# REQUIRED ACTION
Retype the entire listing, keeping every word as it is.

*** INFORMATION SHOWN ***

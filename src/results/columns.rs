//! Header-driven column resolution
//!
//! The result log names its columns in the first line. Physical order is not
//! fixed, so every field is looked up by name through a [`HeaderIndex`] built
//! once when the log is opened.

use serde::{Deserialize, Serialize};
use std::collections::HashMap;

/// Header names of the columns a sample is built from.
///
/// Defaults match the Grinder data log.
#[derive(Debug, Clone, PartialEq, Eq, Serialize, Deserialize)]
#[serde(default)]
pub struct ColumnNames {
    pub start_time: String,
    pub test_time: String,
    pub time_to_first_byte: String,
    pub response_code: String,
    pub resolve_time: String,
    pub connect_time: String,
    pub errors: String,
}

impl Default for ColumnNames {
    fn default() -> Self {
        Self {
            start_time: "Start time (ms since Epoch)".to_string(),
            test_time: "Test time".to_string(),
            time_to_first_byte: "Time to first byte".to_string(),
            response_code: "HTTP response code".to_string(),
            resolve_time: "Time to resolve host".to_string(),
            connect_time: "Time to establish connection".to_string(),
            errors: "Errors".to_string(),
        }
    }
}

impl ColumnNames {
    /// All configured names, in a stable order
    pub fn all(&self) -> [&str; 7] {
        [
            self.start_time.as_str(),
            self.test_time.as_str(),
            self.time_to_first_byte.as_str(),
            self.response_code.as_str(),
            self.resolve_time.as_str(),
            self.connect_time.as_str(),
            self.errors.as_str(),
        ]
    }
}

/// Header name → column position, fixed for the life of a reader
#[derive(Debug, Clone, Default, PartialEq, Eq)]
pub struct HeaderIndex {
    index: HashMap<String, usize>,
}

impl HeaderIndex {
    pub fn from_header(line: &str, delimiter: char) -> Self {
        let index = line
            .split(delimiter)
            .enumerate()
            .map(|(ix, field)| (field.trim().to_string(), ix))
            .collect();
        Self { index }
    }

    pub fn position(&self, name: &str) -> Option<usize> {
        self.index.get(name).copied()
    }

    pub fn len(&self) -> usize {
        self.index.len()
    }

    pub fn is_empty(&self) -> bool {
        self.index.is_empty()
    }

    /// Resolve the sample columns; names absent from the header stay `None`
    pub fn resolve(&self, names: &ColumnNames) -> ResolvedColumns {
        ResolvedColumns {
            start_time: self.position(&names.start_time),
            test_time: self.position(&names.test_time),
            time_to_first_byte: self.position(&names.time_to_first_byte),
            response_code: self.position(&names.response_code),
            resolve_time: self.position(&names.resolve_time),
            connect_time: self.position(&names.connect_time),
            errors: self.position(&names.errors),
        }
    }

    /// Configured names that the header does not contain
    pub fn missing<'a>(&self, names: &'a ColumnNames) -> Vec<&'a str> {
        names
            .all()
            .into_iter()
            .filter(|name| !self.index.contains_key(*name))
            .collect()
    }
}

/// Field positions of one sample's inputs
#[derive(Debug, Clone, Copy, Default, PartialEq, Eq)]
pub struct ResolvedColumns {
    pub start_time: Option<usize>,
    pub test_time: Option<usize>,
    pub time_to_first_byte: Option<usize>,
    pub response_code: Option<usize>,
    pub resolve_time: Option<usize>,
    pub connect_time: Option<usize>,
    pub errors: Option<usize>,
}
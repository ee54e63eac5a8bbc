use std::collections::BTreeMap;
use std::path::{Path, PathBuf};

use crate::subprocess::LaunchSpec;

pub struct LaunchSpecBuilder {
    spec: LaunchSpec,
}

impl LaunchSpecBuilder {
    /// Start a spec whose output is captured to `<artifacts_dir>/<stem>-stdout.log`
    /// and `<artifacts_dir>/<stem>-stderr.log`
    pub fn new(executable: impl Into<PathBuf>, artifacts_dir: &Path, stem: &str) -> Self {
        Self {
            spec: LaunchSpec {
                executable: executable.into(),
                args: Vec::new(),
                working_dir: None,
                env: BTreeMap::new(),
                stdout_path: artifacts_dir.join(format!("{}-stdout.log", stem)),
                stderr_path: artifacts_dir.join(format!("{}-stderr.log", stem)),
            },
        }
    }

    pub fn arg(mut self, arg: &str) -> Self {
        self.spec.args.push(arg.to_string());
        self
    }

    pub fn args<I, S>(mut self, args: I) -> Self
    where
        I: IntoIterator<Item = S>,
        S: AsRef<str>,
    {
        self.spec
            .args
            .extend(args.into_iter().map(|s| s.as_ref().to_string()));
        self
    }

    pub fn env(mut self, key: &str, value: &str) -> Self {
        self.spec.env.insert(key.to_string(), value.to_string());
        self
    }

    pub fn envs<I, K, V>(mut self, vars: I) -> Self
    where
        I: IntoIterator<Item = (K, V)>,
        K: AsRef<str>,
        V: AsRef<str>,
    {
        for (key, value) in vars {
            self.spec
                .env
                .insert(key.as_ref().to_string(), value.as_ref().to_string());
        }
        self
    }

    pub fn current_dir(mut self, dir: &Path) -> Self {
        self.spec.working_dir = Some(dir.to_path_buf());
        self
    }

    pub fn stdout_path(mut self, path: impl Into<PathBuf>) -> Self {
        self.spec.stdout_path = path.into();
        self
    }

    pub fn stderr_path(mut self, path: impl Into<PathBuf>) -> Self {
        self.spec.stderr_path = path.into();
        self
    }

    pub fn build(self) -> LaunchSpec {
        self.spec
    }
}
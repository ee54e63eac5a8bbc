/// Error code registry for the harness
///
/// Error codes are organized by category:
/// - 1000-1999: Configuration errors
/// - 4000-4999: Launch and process lifecycle errors
/// - 5000-5999: Result log errors
/// - 9000-9999: Other errors
#[allow(dead_code)]
pub struct ErrorCode;

impl ErrorCode {
    // Configuration errors (1000-1999)
    pub const CONFIG_GENERIC: u16 = 1000;
    pub const CONFIG_NOT_FOUND: u16 = 1001;
    pub const CONFIG_PARSE_ERROR: u16 = 1007;
    pub const CONFIG_VALIDATION_FAILED: u16 = 1008;

    // Launch and lifecycle errors (4000-4999)
    pub const LAUNCH_GENERIC: u16 = 4000;
    pub const LAUNCH_EXECUTABLE_NOT_FOUND: u16 = 4001;
    pub const LAUNCH_CAPTURE_FILE: u16 = 4002;
    pub const LAUNCH_SPAWN_FAILED: u16 = 4007;
    pub const LAUNCH_ALREADY_STARTED: u16 = 4011;
    pub const PROCESS_FAILED: u16 = 4003;
    pub const PROCESS_NOT_STARTED: u16 = 4012;

    // Result log errors (5000-5999)
    pub const RESULTS_EMPTY: u16 = 5001;
    pub const RESULTS_SINK_REGISTERED: u16 = 5002;

    // Other errors (9000-9999)
    pub const OTHER_GENERIC: u16 = 9000;
    pub const OTHER_IO: u16 = 9001;
}

/// Get a human-readable description for an error code
pub fn describe_error_code(code: u16) -> &'static str {
    match code {
        1000 => "Generic configuration error",
        1001 => "Configuration file not found",
        1007 => "Failed to parse configuration",
        1008 => "Configuration validation failed",

        4000 => "Generic launch error",
        4001 => "Load generator executable not found",
        4002 => "Could not create output capture file",
        4007 => "Failed to spawn load generator",
        4011 => "Load generator was already started",
        4003 => "Load generator exited with non-zero code",
        4012 => "Load generator has not been started",

        5001 => "Load generator produced an empty results log",
        5002 => "A sample sink is already registered",

        9000 => "Generic error",
        9001 => "I/O error",

        _ => "Unknown error code",
    }
}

*** End of INFORMATION SHOWN ***

# SOLVED PROBLEM
filename src/results/columns.rs
//! Header-driven column resolution
//!
//! The result log names its columns in the first line. Physical order is not
//! fixed, so every field is looked up by name through a [`HeaderIndex`] built
//! once when the log is opened.

use serde::{Deserialize, Serialize};
use std::collections::HashMap;

/// Header names of the columns a sample is built from.
///
/// Defaults match the Grinder data log.
#[derive(Debug, Clone, PartialEq, Eq, Serialize, Deserialize)]
#[serde(default)]
pub struct ColumnNames {
    pub start_time: String,
    pub test_time: String,
    pub time_to_first_byte: String,
    pub response_code: String,
    pub resolve_time: String,
    pub connect_time: String,
    pub errors: String,
}

impl Default for ColumnNames {
    fn default() -> Self {
        Self {
            start_time: "Start time (ms since Epoch)".to_string(),
            test_time: "Test time".to_string(),
            time_to_first_byte: "Time to first byte".to_string(),
            response_code: "HTTP response code".to_string(),
            resolve_time: "Time to resolve host".to_string(),
            connect_time: "Time to establish connection".to_string(),
            errors: "Errors".to_string(),
        }
    }
}

impl ColumnNames {
    /// All configured names, in a stable order
    pub fn all(&self) -> [&str; 7] {
        [
            self.start_time.as_str(),
            self.test_time.as_str(),
            self.time_to_first_byte.as_str(),
            self.response_code.as_str(),
            self.resolve_time.as_str(),
            self.connect_time.as_str(),
            self.errors.as_str(),
        ]
    }
}

/// Header name → column position, fixed for the life of a reader
#[derive(Debug, Clone, Default, PartialEq, Eq)]
pub struct HeaderIndex {
    index: HashMap<String, usize>,
}

impl HeaderIndex {
    pub fn from_header(line: &str, delimiter: char) -> Self {
        let index = line
            .split(delimiter)
            .enumerate()
            .map(|(ix, field)| (field.trim().to_string(), ix))
            .collect();
        Self { index }
    }

    pub fn position(&self, name: &str) -> Option<usize> {
        self.index.get(name).copied()
    }

    pub fn len(&self) -> usize {
        self.index.len()
    }

    pub fn is_empty(&self) -> bool {
        self.index.is_empty()
    }

    /// Resolve the sample columns; names absent from the header stay `None`
    pub fn resolve(&self, names: &ColumnNames) -> ResolvedColumns {
        ResolvedColumns {
            start_time: self.position(&names.start_time),
            test_time: self.position(&names.test_time),
            time_to_first_byte: self.position(&names.time_to_first_byte),
            response_code: self.position(&names.response_code),
            resolve_time: self.position(&names.resolve_time),
            connect_time: self.position(&names.connect_time),
            errors: self.position(&names.errors),
        }
    }

    /// Configured names that the header does not contain
    pub fn missing<'a>(&self, names: &'a ColumnNames) -> Vec<&'a str> {
        names
            .all()
            .into_iter()
            .filter(|name| !self.index.contains_key(*name))
            .collect()
    }
}

/// Field positions of one sample's inputs
#[derive(Debug, Clone, Copy, Default, PartialEq, Eq)]
pub struct ResolvedColumns {
    pub start_time: Option<usize>,
    pub test_time: Option<usize>,
    pub time_to_first_byte: Option<usize>,
    pub response_code: Option<usize>,
    pub resolve_time: Option<usize>,
    pub connect_time: Option<usize>,
    pub errors: Option<usize>,
}
repository ee54e63eac5a8bbc
use std::collections::BTreeMap;
use std::path::{Path, PathBuf};

use crate::subprocess::LaunchSpec;

pub struct LaunchSpecBuilder {
    spec: LaunchSpec,
}

impl LaunchSpecBuilder {
    /// Start a spec whose output is captured to `<artifacts_dir>/<stem>-stdout.log`
    /// and `<artifacts_dir>/<stem>-stderr.log`
    pub fn new(executable: impl Into<PathBuf>, artifacts_dir: &Path, stem: &str) -> Self {
        Self {
            spec: LaunchSpec {
                executable: executable.into(),
                args: Vec::new(),
                working_dir: None,
                env: BTreeMap::new(),
                stdout_path: artifacts_dir.join(format!("{}-stdout.log", stem)),
                stderr_path: artifacts_dir.join(format!("{}-stderr.log", stem)),
            },
        }
    }

    pub fn arg(mut self, arg: &str) -> Self {
        self.spec.args.push(arg.to_string());
        self
    }

    pub fn args<I, S>(mut self, args: I) -> Self
    where
        I: IntoIterator<Item = S>,
        S: AsRef<str>,
    {
        self.spec
            .args
            .extend(args.into_iter().map(|s| s.as_ref().to_string()));
        self
    }

    pub fn env(mut self, key: &str, value: &str) -> Self {
        self.spec.env.insert(key.to_string(), value.to_string());
        self
    }

    pub fn envs<I, K, V>(mut self, vars: I) -> Self
    where
        I: IntoIterator<Item = (K, V)>,
        K: AsRef<str>,
        V: AsRef<str>,
    {
        for (key, value) in vars {
            self.spec
                .env
                .insert(key.as_ref().to_string(), value.as_ref().to_string());
        }
        self
    }

    pub fn current_dir(mut self, dir: &Path) -> Self {
        self.spec.working_dir = Some(dir.to_path_buf());
        self
    }

    pub fn stdout_path(mut self, path: impl Into<PathBuf>) -> Self {
        self.spec.stdout_path = path.into();
        self
    }

    pub fn stderr_path(mut self, path: impl Into<PathBuf>) -> Self {
        self.spec.stderr_path = path.into();
        self
    }

    pub fn build(self) -> LaunchSpec {
        self.spec
    }
}
repository ee54e63eac5a8bbc
/// Error code registry for the harness
///
/// Error codes are organized by category:
/// - 1000-1999: Configuration errors
/// - 4000-4999: Launch and process lifecycle errors
/// - 5000-5999: Result log errors
/// - 9000-9999: Other errors
#[allow(dead_code)]
pub struct ErrorCode;

impl ErrorCode {
    // Configuration errors (1000-1999)
    pub const CONFIG_GENERIC: u16 = 1000;
    pub const CONFIG_NOT_FOUND: u16 = 1001;
    pub const CONFIG_PARSE_ERROR: u16 = 1007;
    pub const CONFIG_VALIDATION_FAILED: u16 = 1008;

    // Launch and lifecycle errors (4000-4999)
    pub const LAUNCH_GENERIC: u16 = 4000;
    pub const LAUNCH_EXECUTABLE_NOT_FOUND: u16 = 4001;
    pub const LAUNCH_CAPTURE_FILE: u16 = 4002;
    pub const LAUNCH_SPAWN_FAILED: u16 = 4007;
    pub const LAUNCH_ALREADY_STARTED: u16 = 4011;
    pub const PROCESS_FAILED: u16 = 4003;
    pub const PROCESS_NOT_STARTED: u16 = 4012;

    // Result log errors (5000-5999)
    pub const RESULTS_EMPTY: u16 = 5001;
    pub const RESULTS_SINK_REGISTERED: u16 = 5002;

    // Other errors (9000-9999)
    pub const OTHER_GENERIC: u16 = 9000;
    pub const OTHER_IO: u16 = 9001;
}

/// Get a human-readable description for an error code
pub fn describe_error_code(code: u16) -> &'static str {
    match code {
        1000 => "Generic configuration error",
        1001 => "Configuration file not found",
        1007 => "Failed to parse configuration",
        1008 => "Configuration validation failed",

        4000 => "Generic launch error",
        4001 => "Load generator executable not found",
        4002 => "Could not create output capture file",
        4007 => "Failed to spawn load generator",
        4011 => "Load generator was already started",
        4003 => "Load generator exited with non-zero code",
        4012 => "Load generator has not been started",

        5001 => "Load generator produced an empty results log",
        5002 => "A sample sink is already registered",

        9000 => "Generic error",
        9001 => "I/O error",

        _ => "Unknown error code",
    }
}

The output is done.